BRIEF:
Starting with the first line below, reproduce each line exactly until you have included the one bearing "one at https://mozilla.org/MPL/2.0/.".

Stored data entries
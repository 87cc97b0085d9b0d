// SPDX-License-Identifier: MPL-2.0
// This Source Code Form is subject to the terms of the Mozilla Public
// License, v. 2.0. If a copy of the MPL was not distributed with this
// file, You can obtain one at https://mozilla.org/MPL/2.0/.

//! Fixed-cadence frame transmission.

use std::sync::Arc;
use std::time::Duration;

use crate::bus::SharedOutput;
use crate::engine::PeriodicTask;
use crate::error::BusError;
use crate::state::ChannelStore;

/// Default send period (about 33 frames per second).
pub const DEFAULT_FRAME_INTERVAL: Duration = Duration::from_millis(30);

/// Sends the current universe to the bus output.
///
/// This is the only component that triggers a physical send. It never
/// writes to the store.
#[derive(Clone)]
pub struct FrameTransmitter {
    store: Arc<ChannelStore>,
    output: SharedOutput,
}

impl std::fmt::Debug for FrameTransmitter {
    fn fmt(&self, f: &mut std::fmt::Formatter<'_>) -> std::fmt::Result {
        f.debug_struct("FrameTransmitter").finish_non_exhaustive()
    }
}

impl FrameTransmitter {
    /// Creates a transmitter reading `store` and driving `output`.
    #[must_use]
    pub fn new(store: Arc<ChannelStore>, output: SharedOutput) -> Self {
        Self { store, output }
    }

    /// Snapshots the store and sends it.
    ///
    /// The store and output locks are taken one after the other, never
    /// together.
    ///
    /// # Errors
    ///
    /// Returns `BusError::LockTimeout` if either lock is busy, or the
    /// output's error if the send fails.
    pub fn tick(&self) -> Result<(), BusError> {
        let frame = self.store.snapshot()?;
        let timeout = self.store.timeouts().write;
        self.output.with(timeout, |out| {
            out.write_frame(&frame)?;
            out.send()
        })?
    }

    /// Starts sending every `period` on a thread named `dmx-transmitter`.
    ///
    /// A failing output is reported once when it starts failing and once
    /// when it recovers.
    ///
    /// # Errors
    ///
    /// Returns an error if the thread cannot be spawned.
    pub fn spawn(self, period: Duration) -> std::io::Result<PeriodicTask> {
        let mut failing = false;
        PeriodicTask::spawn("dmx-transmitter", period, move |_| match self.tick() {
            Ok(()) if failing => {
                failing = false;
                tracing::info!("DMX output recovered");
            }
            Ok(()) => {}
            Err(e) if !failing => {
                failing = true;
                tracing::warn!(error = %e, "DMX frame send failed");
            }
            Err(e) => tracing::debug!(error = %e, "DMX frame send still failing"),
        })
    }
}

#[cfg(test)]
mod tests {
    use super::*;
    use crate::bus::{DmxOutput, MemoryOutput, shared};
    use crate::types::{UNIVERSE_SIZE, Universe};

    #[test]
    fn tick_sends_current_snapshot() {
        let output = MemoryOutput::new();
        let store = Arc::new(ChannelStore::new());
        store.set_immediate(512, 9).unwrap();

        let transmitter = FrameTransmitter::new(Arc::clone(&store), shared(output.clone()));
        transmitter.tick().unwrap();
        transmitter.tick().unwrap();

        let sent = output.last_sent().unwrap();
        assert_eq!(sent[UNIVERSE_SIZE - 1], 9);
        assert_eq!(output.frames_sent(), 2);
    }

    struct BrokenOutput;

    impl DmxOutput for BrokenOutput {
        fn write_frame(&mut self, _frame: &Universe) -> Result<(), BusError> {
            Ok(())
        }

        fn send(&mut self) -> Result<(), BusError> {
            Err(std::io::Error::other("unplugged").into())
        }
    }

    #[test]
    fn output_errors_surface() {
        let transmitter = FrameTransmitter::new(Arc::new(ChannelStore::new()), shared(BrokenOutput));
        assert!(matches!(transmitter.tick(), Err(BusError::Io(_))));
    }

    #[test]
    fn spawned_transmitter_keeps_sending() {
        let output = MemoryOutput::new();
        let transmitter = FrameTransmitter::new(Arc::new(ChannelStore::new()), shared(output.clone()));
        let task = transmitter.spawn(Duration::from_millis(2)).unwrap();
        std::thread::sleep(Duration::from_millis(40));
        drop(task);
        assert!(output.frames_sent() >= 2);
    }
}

REPLY TO THE EXERCISE:
repository 87cc97b0085d9b0d
// SPDX-License-Identifier: MPL-2.0
// This Source Code Form is subject to the terms of the Mozilla Public
// License, v. 2.0. If a copy of the MPL was not distributed with this
// file, You can obtain one at https://mozilla.org/MPL/2.0/.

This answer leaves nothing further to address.